Des écoutes compromettantes de Sarkozy validées par la justice

Des écoutes compromettantes de Sarkozy validées par la justice

Photo: Keystone

La cour d'appel de Paris a validé jeudi des écoutes téléphoniques compromettantes pour l'ex-président français Nicolas Sarkozy. Cette affaire pourrait entraver ses ambitions pour les présidentielles de 2017.

'Contrairement à ce que nous pouvions légitimement espérer, la cour n'a pas fait droit à l'essentiel de nos moyens de nullité, à une seule exception', a dit l'avocat Paul-Albert Iweins. Il a annoncé un pourvoi en cassation.

L'enquête dans laquelle M. Sarkozy est mis en examen, gelée depuis l'automne, va reprendre. L'ex-président français reste donc sous la menace d'un procès en correctionnelle.

La défense réclamait l'annulation d'écoutes entre l'ancien président et un de ses avocats à l'origine de cette enquête. Tous deux sont mis en examen pour corruption, trafic d'influence actif et recel de violation du secret professionnel.

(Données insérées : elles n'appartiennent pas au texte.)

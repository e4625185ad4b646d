//! [Machine] combines the compiler and the executing processor.
//!
//! Source is compiled line by line straight into the machine's memory:
//! line `n` becomes memory cell `n`, so labels are just names for line
//! numbers and the program counter indexes lines. Execution mutates
//! the same memory, and [render](Machine::render) turns it back into
//! source, which is how a program's output is observed.

use std::cmp::Ordering;
use std::collections::HashMap;

use edit_distance::edit_distance;
use itertools::Itertools;
use slog::{debug, o, trace, Discard, Logger};

use crate::error::{CompileError, RuntimeError};
use crate::instruction::{Expr, Instruction, OpCode};
use crate::parser;
use crate::value::{self, Value};

/// Writes at or beyond this address are rejected with
/// [MemoryLimit](RuntimeError::MemoryLimit).
pub const MEMORY_LIMIT: usize = 10_000;

/// Default step budget of [run](Machine::run).
pub const DEFAULT_STEP_LIMIT: usize = 1_000_000;

/// A machine: memory, a data stack, a call stack, the comparison flag
/// and the program counter.
pub struct Machine {
    /// One cell per source line, plus whatever the program has grown
    /// past that.
    pub memory: Vec<Value>,

    /// The data stack used by the zero-argument instruction forms.
    pub stack: Vec<Value>,

    /// Return addresses pushed by CALL and popped by RETURN.
    pub calls: Vec<usize>,

    /// Result of the latest comparison. `None` until one has executed;
    /// condition codes treat that as an equal result.
    pub flag: Option<Ordering>,

    /// The program counter. Execution halts once it moves past the end
    /// of memory.
    pub counter: usize,

    /// Name to address bindings visible to argument expressions: every
    /// label, plus `pc` tracking the program counter.
    pub environment: HashMap<String, usize>,

    /// Label name to address, as compiled.
    pub labels: HashMap<String, usize>,

    /// Verbatim `label:` prefixes by address, for rendering.
    pub indices: HashMap<usize, String>,

    /// Verbatim `@ comment` suffixes by address, for rendering.
    pub comments: HashMap<usize, String>,

    /// Step budget enforced by [run](Machine::run).
    pub step_limit: usize,

    logger: Logger,
}

impl Default for Machine {
    fn default() -> Machine {
        let mut environment = HashMap::new();
        environment.insert("pc".to_string(), 0);

        Machine {
            memory: Vec::new(),
            stack: Vec::new(),
            calls: Vec::new(),
            flag: None,
            counter: 0,
            environment,
            labels: HashMap::new(),
            indices: HashMap::new(),
            comments: HashMap::new(),
            step_limit: DEFAULT_STEP_LIMIT,
            logger: Logger::root(Discard, o!()),
        }
    }
}
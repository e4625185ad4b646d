use clap::{App, Arg, ArgMatches};
use slog::{o, Drain, Logger};
use slog_term::{FullFormat, TermDecorator};

use armlet::{
    error::{CompileError, RuntimeError},
    machine::Machine,
};

enum Error {
    Compile(CompileError),
    Runtime(RuntimeError),
    IO(std::io::Error),
}

impl From<std::io::Error> for Error {
    fn from(e: std::io::Error) -> Error {
        Error::IO(e)
    }
}

impl From<CompileError> for Error {
    fn from(e: CompileError) -> Error {
        Error::Compile(e)
    }
}

impl From<RuntimeError> for Error {
    fn from(e: RuntimeError) -> Error {
        Error::Runtime(e)
    }
}

fn parse_arguments() -> ArgMatches<'static> {
    App::new("armletrun")
        .version(env!("CARGO_PKG_VERSION"))
        .author("Mitja Karhusaari <mitja@karhusaari.me>")
        .about("Utility for compiling and executing armlet programs")
        .arg(
            Arg::with_name("source")
                .help("File containing armlet source")
                .value_name("SOURCE")
                .required(true)
                .index(1),
        )
        .arg(
            Arg::with_name("steps")
                .help("Maximum number of steps before execution is aborted")
                .long("steps")
                .short("s")
                .takes_value(true),
        )
        .arg(
            Arg::with_name("verbose")
                .help("Enables verbose logging")
                .long("verbose")
                .short("v"),
        )
        .get_matches()
}

fn main() {
    let args = parse_arguments();

    let file_path = args.value_of("source").unwrap();

    let mut machine = Machine::new();

    if args.is_present("verbose") {
        let decorator = TermDecorator::new().build();
        let drain = FullFormat::new(decorator).build().fuse();
        let drain = slog_async::Async::new(drain).build().fuse();
        machine.set_logger(Logger::root(drain, o!()));
    }

    if let Some(steps) = args.value_of("steps") {
        match steps.parse() {
            Ok(limit) => machine.step_limit = limit,
            Err(_) => {
                eprintln!("Invalid step count: {}", steps);
                std::process::exit(2);
            }
        }
    }

    match run(&mut machine, file_path) {
        Ok(()) => println!("{}", machine.render()),
        Err(Error::IO(io)) => eprintln!("IO error: {}", io),
        Err(Error::Compile(error)) => eprintln!("Compile error: {}", error),
        Err(Error::Runtime(error)) => eprintln!("Runtime error: {}", error),
    }
}

fn run(machine: &mut Machine, file_path: &str) -> Result<(), Error> {
    let source = std::fs::read_to_string(file_path)?;

    machine.compile(&source)?;
    machine.run()?;

    Ok(())
}
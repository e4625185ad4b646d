//! Error types for the compile and execute boundaries.
//!
//! All three kinds are fatal to the operation in progress and propagate
//! to the caller unmodified: [CompileError] from
//! [compile](crate::machine::Machine::compile), [RuntimeError] from
//! [step](crate::machine::Machine::step) and
//! [run](crate::machine::Machine::run). The embedding UI is expected to
//! catch, display and let the user correct and retry.

use std::error;
use std::fmt;
use std::ops::Range;

use crate::instruction::OpCode;

/// Byte range within a single source line.
pub type Span = Range<usize>;

/// Structural compile-time violation. Aborts the compilation
/// immediately; lines after the offending one are not validated.
#[derive(Clone, Debug, PartialEq)]
pub enum CompileError {
    /// Two lines declare the same label.
    DuplicateLabel { name: String, line: usize },

    /// A label shadows `pc` or an opcode mnemonic.
    ReservedName { name: String, line: usize },

    /// A line failed to parse. Carries the line index and the parser's
    /// error.
    Syntax { line: usize, error: SyntaxError },
}

impl fmt::Display for CompileError {
    fn fmt(&self, f: &mut fmt::Formatter) -> fmt::Result {
        match self {
            CompileError::DuplicateLabel { name, line } => {
                write!(f, "line {}: duplicate label \"{}\"", line, name)
            }
            CompileError::ReservedName { name, line } => {
                write!(f, "line {}: \"{}\" is a reserved name", line, name)
            }
            CompileError::Syntax { line, error } => {
                write!(f, "line {}: {}", line, error)
            }
        }
    }
}

impl error::Error for CompileError {}

/// The parser rejected a token stream.
#[derive(Clone, Debug, PartialEq)]
pub struct SyntaxError {
    pub kind: SyntaxErrorKind,

    /// Byte range of the offending token within its line.
    pub span: Span,
}

#[derive(Clone, Debug, PartialEq)]
pub enum SyntaxErrorKind {
    /// A token appeared where the grammar allows none of its kind.
    UnexpectedToken {
        category: &'static str,
        text: String,
    },

    /// A specific token was required but something else was found.
    ExpectedToken {
        expected: &'static str,
        found: String,
    },
}

impl fmt::Display for SyntaxError {
    fn fmt(&self, f: &mut fmt::Formatter) -> fmt::Result {
        match &self.kind {
            SyntaxErrorKind::UnexpectedToken { category, text } => {
                write!(f, "unexpected {} token of value \"{}\"", category, text)
            }
            SyntaxErrorKind::ExpectedToken { expected, found } => {
                write!(f, "expected {}, got \"{}\"", expected, found)
            }
        }
    }
}

impl error::Error for SyntaxError {}

/// An instruction failed while executing.
#[derive(Clone, Debug, PartialEq)]
pub enum RuntimeError {
    /// An opcode received an argument count its dispatch group does not
    /// support.
    BadArity {
        opcode: OpCode,
        accepts: &'static str,
        received: usize,
    },

    /// An operand had the wrong type for the operation.
    TypeMismatch {
        expected: &'static str,
        found: &'static str,
    },

    /// An identifier was not found in the environment.
    UndefinedSymbol {
        name: String,

        /// Closest known name by edit distance, if any is close enough.
        suggestion: Option<String>,
    },

    /// An address expression did not evaluate to a non-negative integer.
    InvalidAddress { value: f64 },

    /// A write targeted an address at or beyond the memory bound.
    MemoryLimit { address: usize },

    /// A stack operation needed more values than the stack holds.
    StackUnderflow { opcode: OpCode },

    /// `run` exhausted its step budget without halting.
    StepLimit { limit: usize },
}

impl fmt::Display for RuntimeError {
    fn fmt(&self, f: &mut fmt::Formatter) -> fmt::Result {
        match self {
            RuntimeError::BadArity {
                opcode,
                accepts,
                received,
            } => write!(
                f,
                "{} takes {} arguments, received {}",
                opcode, accepts, received
            ),
            RuntimeError::TypeMismatch { expected, found } => {
                write!(f, "expected a {} operand, got {}", expected, found)
            }
            RuntimeError::UndefinedSymbol { name, suggestion } => {
                write!(f, "undefined symbol \"{}\"", name)?;

                if let Some(suggestion) = suggestion {
                    write!(f, " (did you mean \"{}\"?)", suggestion)?;
                }

                Ok(())
            }
            RuntimeError::InvalidAddress { value } => {
                write!(f, "invalid address {}", value)
            }
            RuntimeError::MemoryLimit { address } => {
                write!(f, "address {} is beyond the memory bound", address)
            }
            RuntimeError::StackUnderflow { opcode } => {
                write!(f, "{} on an empty stack", opcode)
            }
            RuntimeError::StepLimit { limit } => {
                write!(f, "program did not halt within {} steps", limit)
            }
        }
    }
}

impl error::Error for RuntimeError {}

Ils sont soupçonnés d'avoir tenté d'obtenir indûment auprès d'un haut magistrat de la Cour de cassation des informations couvertes par le secret dans l'instruction. Celles-ci concernent l'affaire d'abus de faiblesse au détriment de la milliardaire Liliane Bettencourt.

Décision 'critiquable'

'Nous allons immédiatement former un pourvoi en cassation contre cette décision qui d'ailleurs est non seulement critiquable au regard du droit mais également des principes dégagés par la Cour européenne des droits de l'homme', a expliqué M. Iweins.

Le parquet général avait requis le 4 mars dernier la validation de l'essentiel de cette procédure. Il avait seulement requis l'annulation de la mise sur écoute d'une ligne de l'avocat de l'ex-chef de l'Etat, le bâtonnier n'ayant pas été prévenu comme il aurait dû l'être.

Requêtes en nullité

La chambre de l'instruction de la cour d'appel de Paris avait examiné début mars les requêtes en nullité des écoutes déposées mi-septembre. Le parquet général avait requis leur rejet dans la quasi-totalité.

Sur demande du président de la chambre de l'instruction, l'enquête sur ces soupçons de trafic d'influence avait été suspendue en septembre dernier dans l'attente de l'examen des requêtes en nullité.